Please take the lines from the one holding "filename crates/pluginserver-core/src/dispatch.rs" through the one holding "let server = Arc::clone(&server);" in the data below and copy them exactly.
- - -
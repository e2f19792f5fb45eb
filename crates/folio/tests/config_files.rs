#![cfg(feature = "config")]
#![forbid(unsafe_code)]

//! Loading site configuration from disk and driving a simulated page with it.

use std::cell::RefCell;
use std::rc::Rc;

use folio::{ConfigError, LayoutSource, NavView, SiteConfig, VisibilityObserver};
use pretty_assertions::assert_eq;

const SITE_TOML: &str = r#"
[[sections]]
id = "intro"
label = "Intro"
height = 400.0

[[sections]]
id = "work"
label = "Work"
height = 1200.0

[[sections]]
id = "talks"
label = "Talks"

[layout]
header_offset = 100.0
section_height = 600.0
trailing_height = 600.0
"#;

fn write(dir: &tempfile::TempDir, name: &str, body: &str) -> std::path::PathBuf {
    let path = dir.path().join(name);
    std::fs::write(&path, body).expect("write config");
    path
}

#[test]
fn toml_file_round_trips_through_load() {
    let dir = tempfile::tempdir().expect("tempdir");
    let path = write(&dir, "site.toml", SITE_TOML);

    let config = SiteConfig::load(&path).expect("valid config");
    let ids: Vec<&str> = config.sections.iter().map(|s| s.id.as_str()).collect();
    assert_eq!(ids, ["intro", "work", "talks"]);
    assert_eq!(config, SiteConfig::from_toml_file(&path).unwrap());
}

#[test]
fn json_is_chosen_by_extension() {
    let dir = tempfile::tempdir().expect("tempdir");
    let json = serde_json::to_string(&SiteConfig::from_toml_str(SITE_TOML).unwrap()).unwrap();
    let path = write(&dir, "site.JSON", &json);

    let config = SiteConfig::load(&path).expect("valid config");
    assert_eq!(config, SiteConfig::from_toml_str(SITE_TOML).unwrap());
}

#[test]
fn load_reports_validation_errors() {
    let dir = tempfile::tempdir().expect("tempdir");
    let path = write(
        &dir,
        "bad.toml",
        "[[sections]]\nid = \"a\"\nlabel = \"A\"\n\n[[sections]]\nid = \"a\"\nlabel = \"\"\n",
    );

    match SiteConfig::load(&path) {
        Err(ConfigError::Validation(errors)) => assert_eq!(
            errors,
            vec![
                "sections[1].id \"a\" duplicates sections[0]".to_string(),
                "sections[1].label must not be blank".to_string(),
            ]
        ),
        other => panic!("expected validation errors, got {other:?}"),
    }
}

#[test]
fn missing_file_is_io_error() {
    let dir = tempfile::tempdir().expect("tempdir");
    let err = SiteConfig::load(dir.path().join("nope.toml")).unwrap_err();
    assert!(matches!(err, ConfigError::Io(_)));
    assert!(err.to_string().starts_with("I/O error: "));
}

#[test]
fn configured_page_scrolls_through_every_section() {
    let config = SiteConfig::from_toml_str(SITE_TOML).unwrap();
    let page = config.page_layout();
    let mut observer = VisibilityObserver::with_options(
        LayoutSource::new(page.width(), 1000.0),
        config.registry().unwrap(),
        config.observer_options().unwrap(),
    );
    let report = observer.start(&page.containers());
    assert_eq!(report.observed, 3);

    let seen = Rc::new(RefCell::new(Vec::new()));
    let seen_clone = Rc::clone(&seen);
    let _sub = observer
        .active()
        .subscribe(move |id| seen_clone.borrow_mut().push(id.to_string()));

    let nav = NavView::new(observer.active().clone());
    let mut y = 0.0;
    while y <= page.max_scroll(1000.0) {
        observer.source_mut().scroll_to(y);
        y += 50.0;
    }

    assert_eq!(*seen.borrow(), vec!["work".to_string(), "talks".to_string()]);
    assert_eq!(nav.render_line(40), " Intro  Work [Talks]");
}
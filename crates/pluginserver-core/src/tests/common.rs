use pluginserver_pdk::{Access, FieldDescriptor, Pdk, Plugin, TypeDescriptor};
use serde::{Deserialize, Serialize};

/// In-process stand-in for a compiled `echo` plugin: one string field and an
/// `access` handler that asks for two headers.
#[derive(Debug, Default, Serialize, Deserialize)]
pub struct EchoConfig {
    #[serde(default)]
    pub message: String,
}

impl Plugin for EchoConfig {
    fn descriptor(&self) -> TypeDescriptor {
        TypeDescriptor::record(vec![FieldDescriptor::new(
            "Message",
            TypeDescriptor::String,
        )])
    }

    fn configure(&mut self, config: &serde_json::Value) -> Result<(), serde_json::Error> {
        *self = serde_json::from_value(config.clone())?;
        Ok(())
    }

    fn config(&self) -> serde_json::Value {
        serde_json::to_value(self).unwrap_or(serde_json::Value::Null)
    }

    fn as_access(&self) -> Option<&dyn Access> {
        Some(self)
    }
}

impl Access for EchoConfig {
    fn access(&self, kong: &Pdk) {
        let _ = kong.request().get_header("X");
        let _ = kong.request().get_header("Y");
    }
}

pub fn new_echo() -> Box<dyn Plugin> {
    Box::<EchoConfig>::default()
}
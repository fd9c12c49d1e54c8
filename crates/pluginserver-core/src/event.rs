use std::panic::{self, AssertUnwindSafe};
use std::sync::Arc;
use std::thread;

use crossbeam_channel::{Receiver, Sender};
use pluginserver_pdk::{Pdk, PdkData};
use tracing::debug;

use crate::instance::{InstanceData, PhaseHandler};
use crate::server::PluginServer;

/// One in-flight invocation of a phase handler.
///
/// The channel is unbuffered: every send blocks until a matching receive,
/// which is what serializes host and plugin control. Both ends hold clones
/// of both sides, so the channel stays connected for the event's lifetime.
pub(crate) struct EventData {
    pub(crate) id: i32,
    pub(crate) instance: Arc<InstanceData>,
    pub(crate) tx: Sender<PdkData>,
    pub(crate) rx: Receiver<PdkData>,
}

/// Runs the handler on its own thread.
///
/// The thread first receives the kickstart token, guaranteeing the handler
/// only begins after the event is visible in the events table. Once the
/// handler returns (or panics), the completion value is sent as the final
/// rendezvous and the event is retired.
pub(crate) fn spawn_handler(
    server: Arc<PluginServer>,
    event: Arc<EventData>,
    handler: PhaseHandler,
) {
    thread::spawn(move || {
        let _ = event.rx.recv();

        let pdk = Pdk::new(event.tx.clone(), event.rx.clone());
        let outcome = panic::catch_unwind(AssertUnwindSafe(|| handler(&pdk)));
        let done = match outcome {
            Ok(()) => PdkData::Ret,
            Err(payload) => {
                let message = panic_message(payload.as_ref());
                debug!(event = event.id, %message, "handler panicked");
                PdkData::Error(message)
            }
        };

        // Retire the event before the final send so a host that has seen the
        // completion value can no longer find the id.
        server.finish_event(&event);
        let _ = event.tx.send(done);
    });
}

fn panic_message(payload: &(dyn std::any::Any + Send)) -> String {
    if let Some(message) = payload.downcast_ref::<&str>() {
        (*message).to_string()
    } else if let Some(message) = payload.downcast_ref::<String>() {
        message.clone()
    } else {
        "handler panicked".to_string()
    }
}
//! Standalone RPC server that runs compiled gateway plugins.

mod cli;

use std::os::unix::net::UnixListener;
use std::sync::Arc;
use std::thread;
use std::time::Duration;

use anyhow::{Context, Result};
use clap::Parser;
use pluginserver_core::{PluginServer, ServerConfig, serve};
use pluginserver_protocol::PluginInfo;
use tracing::{info, warn};
use tracing_subscriber::EnvFilter;

use cli::Cli;

/// Socket file created inside the gateway prefix; the name is part of the
/// wire contract with the host.
const SOCKET_FILE_NAME: &str = "go_pluginserver.sock";

fn main() -> Result<()> {
    let cli = Cli::parse();
    init_tracing();

    if cli.version {
        println!("Version: {}", env!("CARGO_PKG_VERSION"));
        return Ok(());
    }

    let server = Arc::new(PluginServer::new(ServerConfig::new(
        cli.plugins_directory.clone(),
    )));

    if let Some(name) = &cli.dump_plugin_info {
        return dump_plugin_info(&server, name);
    }
    if cli.dump_all_plugins {
        return dump_all_plugins(&server);
    }

    spawn_parent_watchdog();
    run_server(&cli, server)
}

fn init_tracing() {
    let filter = EnvFilter::try_from_default_env().unwrap_or_else(|_| EnvFilter::new("info"));
    let _ = tracing_subscriber::fmt()
        .with_env_filter(filter)
        .with_writer(std::io::stderr)
        .try_init();
}

fn dump_plugin_info(server: &PluginServer, name: &str) -> Result<()> {
    let info = server
        .plugin_info(name)
        .with_context(|| format!("can't load plugin {name}"))?;
    println!("{}", serde_json::to_string(&info)?);
    Ok(())
}

fn dump_all_plugins(server: &PluginServer) -> Result<()> {
    let mut infos = Vec::<PluginInfo>::new();
    for name in server.plugin_names() {
        match server.plugin_info(&name) {
            Ok(info) => infos.push(info),
            Err(error) => warn!(plugin = %name, %error, "can't load plugin"),
        }
    }
    println!("{}", serde_json::to_string(&infos)?);
    Ok(())
}

/// Exits when the parent process goes away: adoption by init means the
/// gateway is gone and every live event with it.
fn spawn_parent_watchdog() {
    thread::spawn(|| {
        loop {
            if std::os::unix::process::parent_id() == 1 {
                info!("gateway exited; shutting down");
                std::process::exit(0);
            }
            thread::sleep(Duration::from_secs(1));
        }
    });
}

fn run_server(cli: &Cli, server: Arc<PluginServer>) -> Result<()> {
    let socket_path = cli.kong_prefix.join(SOCKET_FILE_NAME);
    match std::fs::remove_file(&socket_path) {
        Ok(()) => {}
        Err(error) if error.kind() == std::io::ErrorKind::NotFound => {}
        Err(error) => {
            return Err(error)
                .with_context(|| format!("removing {}", socket_path.display()));
        }
    }

    let listener = UnixListener::bind(&socket_path)
        .with_context(|| format!("listen on {}", socket_path.display()))?;
    info!(socket = %socket_path.display(), "listening");

    serve(listener, server);
    Ok(())
}
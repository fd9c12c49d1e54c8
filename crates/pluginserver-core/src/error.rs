use thiserror::Error;

pub type Result<T> = std::result::Result<T, Error>;

/// Error kinds surfaced across the RPC boundary. All are recoverable at the
/// call level: the dispatcher marshals them into an error reply and keeps
/// the connection open.
#[derive(Debug, Error)]
pub enum Error {
    #[error("failed to open plugin {name}: {details}")]
    PluginLoad { name: String, details: String },

    #[error("no plugin instance {id}")]
    NoSuchInstance { id: i32 },

    #[error("no running event {id}")]
    NoSuchEvent { id: i32 },

    #[error("undefined method {event} on plugin {plugin}")]
    UnknownPhase { plugin: String, event: String },

    #[error("decoding config for plugin {name}: {source}")]
    ConfigDecode {
        name: String,
        #[source]
        source: serde_json::Error,
    },

    #[error("bad request")]
    BadRequest,
}

impl Error {
    pub fn plugin_load(name: impl Into<String>, details: impl Into<String>) -> Error {
        Error::PluginLoad {
            name: name.into(),
            details: details.into(),
        }
    }

    pub fn unknown_phase(plugin: impl Into<String>, event: impl Into<String>) -> Error {
        Error::UnknownPhase {
            plugin: plugin.into(),
            event: event.into(),
        }
    }
}
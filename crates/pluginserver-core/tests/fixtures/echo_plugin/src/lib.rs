use pluginserver_pdk::{Access, FieldDescriptor, Pdk, Plugin, TypeDescriptor, export_plugin};
use serde::{Deserialize, Serialize};

#[derive(Debug, Default, Serialize, Deserialize)]
pub struct EchoConfig {
    #[serde(default)]
    message: String,
}

impl Plugin for EchoConfig {
    fn descriptor(&self) -> TypeDescriptor {
        TypeDescriptor::record(vec![FieldDescriptor::new(
            "Message",
            TypeDescriptor::String,
        )])
    }

    fn configure(&mut self, config: &serde_json::Value) -> Result<(), serde_json::Error> {
        *self = serde_json::from_value(config.clone())?;
        Ok(())
    }

    fn config(&self) -> serde_json::Value {
        serde_json::to_value(self).unwrap_or(serde_json::Value::Null)
    }

    fn as_access(&self) -> Option<&dyn Access> {
        Some(self)
    }
}

impl Access for EchoConfig {
    fn access(&self, kong: &Pdk) {
        let _ = kong.request().get_header("X");
        let _ = kong.request().get_header("Y");
    }
}

export_plugin!(EchoConfig, version = "1.2", priority = 10);
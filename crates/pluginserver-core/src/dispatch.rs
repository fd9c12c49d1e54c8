use std::os::unix::net::{UnixListener, UnixStream};
use std::sync::Arc;
use std::thread;

use pluginserver_protocol::{Call, ProtoError, Return, RpcCall, RpcReturn, read_frame, write_frame};
use tracing::{debug, warn};

use crate::error::Error;
use crate::server::PluginServer;

/// Accepts connections until the listener fails, serving each on its own
/// thread.
pub fn serve(listener: UnixListener, server: Arc<PluginServer>) {
    for conn in listener.incoming() {
        match conn {
            Ok(stream) => {
                let server = Arc::clone(&server);
                thread::spawn(move || serve_connection(stream, server));
            }
            Err(error) => {
                warn!(%error, "accept failed");
                return;
            }
        }
    }
}

/// Reads one framed call at a time and writes one reply. Calls on a single
/// connection are strictly serial. Core-operation failures become error
/// replies; only framing or socket errors end the connection.
fn serve_connection(mut stream: UnixStream, server: Arc<PluginServer>) {
    loop {
        let call: RpcCall = match read_frame(&mut stream) {
            Ok(call) => call,
            Err(ProtoError::Postcard(error)) => {
                // The frame was consumed, so the stream is still aligned;
                // answer with an error and keep serving.
                debug!(%error, "undecodable call payload");
                let reply = RpcReturn {
                    sequence: 0,
                    ret: Return::Error {
                        message: Error::BadRequest.to_string(),
                    },
                };
                if write_frame(&mut stream, &reply).is_err() {
                    break;
                }
                continue;
            }
            Err(error) => {
                if !error.is_eof() {
                    warn!(%error, "rpc read failed");
                }
                break;
            }
        };

        let reply = RpcReturn {
            sequence: call.sequence,
            ret: dispatch_call(call.call, &server),
        };
        if let Err(error) = write_frame(&mut stream, &reply) {
            warn!(%error, "rpc write failed");
            break;
        }
    }
}

fn dispatch_call(call: Call, server: &Arc<PluginServer>) -> Return {
    let result = match call {
        Call::GetPluginNames => Ok(Return::PluginNames(server.plugin_names())),
        Call::GetPluginInfo { name } => server.plugin_info(&name).map(Return::PluginInfo),
        Call::StartInstance { name, config } => server
            .start_instance(&name, &config)
            .map(Return::InstanceStatus),
        Call::GetInstanceStatus { instance_id } => server
            .instance_status(instance_id)
            .map(Return::InstanceStatus),
        Call::CloseInstance { instance_id } => server
            .close_instance(instance_id)
            .map(Return::InstanceStatus),
        Call::HandleEvent {
            instance_id,
            event_name,
        } => server
            .handle_event(instance_id, &event_name)
            .map(Return::StepData),
        Call::Step { data } => server.step(data).map(Return::StepData),
        Call::StepError { event_id, error } => {
            server.step_error(event_id, error).map(Return::StepData)
        }
        Call::StepCredential { event_id, data } => server
            .step_credential(event_id, data)
            .map(Return::StepData),
        Call::StepRoute { event_id, data } => {
            server.step_route(event_id, data).map(Return::StepData)
        }
        Call::StepService { event_id, data } => {
            server.step_service(event_id, data).map(Return::StepData)
        }
        Call::StepConsumer { event_id, data } => {
            server.step_consumer(event_id, data).map(Return::StepData)
        }
        Call::StepMemoryStats { event_id, data } => server
            .step_memory_stats(event_id, data)
            .map(Return::StepData),
        Call::GetStatus => Ok(Return::ServerStatus(server.status())),
    };

    result.unwrap_or_else(|error| Return::Error {
        message: error.to_string(),
    })
}

#[cfg(test)]
#[path = "tests/dispatch_tests.rs"]
mod tests;
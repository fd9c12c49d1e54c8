//! Config schema emission.
//!
//! The mapping from descriptors to schema fragments is a closed set; the
//! output is built by hand so field order follows declaration order and two
//! walks of the same descriptor are byte-identical.

use pluginserver_pdk::TypeDescriptor;

/// Emits the gateway schema for one plugin, wrapped as
/// `{"name":<plugin>,"fields":[{"config":<schema>}]}`.
pub fn plugin_schema(name: &str, descriptor: &TypeDescriptor) -> String {
    let mut out = String::new();
    out.push_str("{\"name\":\"");
    out.push_str(name);
    out.push_str("\",\"fields\":[{\"config\":{\"type\":");
    match schema_type(descriptor) {
        Some(fragment) => out.push_str(&fragment),
        None => out.push_str("\"record\",\"fields\":[]"),
    }
    out.push_str("}}]}");
    out
}

fn schema_type(descriptor: &TypeDescriptor) -> Option<String> {
    match descriptor {
        TypeDescriptor::String => Some("\"string\"".to_string()),
        TypeDescriptor::Boolean => Some("\"boolean\"".to_string()),
        TypeDescriptor::Integer => Some("\"integer\"".to_string()),
        TypeDescriptor::Unsigned => {
            Some("\"integer\",\"between\":[0,2147483648]".to_string())
        }
        TypeDescriptor::Number => Some("\"number\"".to_string()),
        TypeDescriptor::Array(elements) => {
            let elements = schema_type(elements)?;
            Some(format!("\"array\",\"elements\":{{\"type\":{elements}}}"))
        }
        TypeDescriptor::Map { keys, values } => {
            let keys = schema_type(keys)?;
            let values = schema_type(values)?;
            Some(format!(
                "\"map\",\"keys\":{{\"type\":{keys}}},\"values\":{{\"type\":{values}}}"
            ))
        }
        TypeDescriptor::Record(fields) => {
            let mut out = String::from("\"record\",\"fields\":[");
            let mut first = true;
            for field in fields {
                // Unrepresentable field types are silently omitted.
                let Some(ty) = schema_type(&field.ty) else {
                    continue;
                };
                if !first {
                    out.push(',');
                }
                first = false;
                out.push_str("{\"");
                out.push_str(&field.schema_name());
                out.push_str("\":{\"type\":");
                out.push_str(&ty);
                out.push_str("}}");
            }
            out.push(']');
            Some(out)
        }
        TypeDescriptor::Opaque => None,
    }
}

#[cfg(test)]
mod tests {
    use pluginserver_pdk::{FieldDescriptor, TypeDescriptor};

    use super::plugin_schema;

    fn echo_descriptor() -> TypeDescriptor {
        TypeDescriptor::record(vec![FieldDescriptor::new(
            "Message",
            TypeDescriptor::String,
        )])
    }

    #[test]
    fn record_with_one_string_field() {
        assert_eq!(
            plugin_schema("echo", &echo_descriptor()),
            r#"{"name":"echo","fields":[{"config":{"type":"record","fields":[{"message":{"type":"string"}}]}}]}"#
        );
    }

    #[test]
    fn every_scalar_fragment() {
        let descriptor = TypeDescriptor::record(vec![
            FieldDescriptor::new("S", TypeDescriptor::String),
            FieldDescriptor::new("B", TypeDescriptor::Boolean),
            FieldDescriptor::new("I", TypeDescriptor::Integer),
            FieldDescriptor::new("U", TypeDescriptor::Unsigned),
            FieldDescriptor::new("F", TypeDescriptor::Number),
        ]);
        assert_eq!(
            plugin_schema("kinds", &descriptor),
            concat!(
                r#"{"name":"kinds","fields":[{"config":{"type":"record","fields":["#,
                r#"{"s":{"type":"string"}},"#,
                r#"{"b":{"type":"boolean"}},"#,
                r#"{"i":{"type":"integer"}},"#,
                r#"{"u":{"type":"integer","between":[0,2147483648]}},"#,
                r#"{"f":{"type":"number"}}"#,
                r#"]}}]}"#,
            )
        );
    }

    #[test]
    fn arrays_maps_and_nested_records() {
        let descriptor = TypeDescriptor::record(vec![
            FieldDescriptor::new(
                "Tags",
                TypeDescriptor::array(TypeDescriptor::String),
            ),
            FieldDescriptor::new(
                "Limits",
                TypeDescriptor::map(TypeDescriptor::String, TypeDescriptor::Integer),
            ),
            FieldDescriptor::new(
                "Inner",
                TypeDescriptor::record(vec![FieldDescriptor::new(
                    "Flag",
                    TypeDescriptor::Boolean,
                )]),
            ),
        ]);
        assert_eq!(
            plugin_schema("nested", &descriptor),
            concat!(
                r#"{"name":"nested","fields":[{"config":{"type":"record","fields":["#,
                r#"{"tags":{"type":"array","elements":{"type":"string"}}},"#,
                r#"{"limits":{"type":"map","keys":{"type":"string"},"values":{"type":"integer"}}},"#,
                r#"{"inner":{"type":"record","fields":[{"flag":{"type":"boolean"}}]}}"#,
                r#"]}}]}"#,
            )
        );
    }

    #[test]
    fn renamed_and_opaque_fields() {
        let descriptor = TypeDescriptor::record(vec![
            FieldDescriptor::new("Skipped", TypeDescriptor::Opaque),
            FieldDescriptor::renamed("MaxSize", "max_size", TypeDescriptor::Unsigned),
        ]);
        assert_eq!(
            plugin_schema("partial", &descriptor),
            concat!(
                r#"{"name":"partial","fields":[{"config":{"type":"record","fields":["#,
                r#"{"max_size":{"type":"integer","between":[0,2147483648]}}"#,
                r#"]}}]}"#,
            )
        );
    }

    #[test]
    fn emission_is_deterministic() {
        let descriptor = echo_descriptor();
        assert_eq!(
            plugin_schema("echo", &descriptor),
            plugin_schema("echo", &descriptor)
        );
    }
}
- - -
Answer area:
filename crates/pluginserver-core/src/dispatch.rs
repository fd9c12c49d1e54c8
use std::os::unix::net::{UnixListener, UnixStream};
use std::sync::Arc;
use std::thread;

use pluginserver_protocol::{Call, ProtoError, Return, RpcCall, RpcReturn, read_frame, write_frame};
use tracing::{debug, warn};

use crate::error::Error;
use crate::server::PluginServer;

/// Accepts connections until the listener fails, serving each on its own
/// thread.
pub fn serve(listener: UnixListener, server: Arc<PluginServer>) {
    for conn in listener.incoming() {
        match conn {
            Ok(stream) => {
                let server = Arc::clone(&server);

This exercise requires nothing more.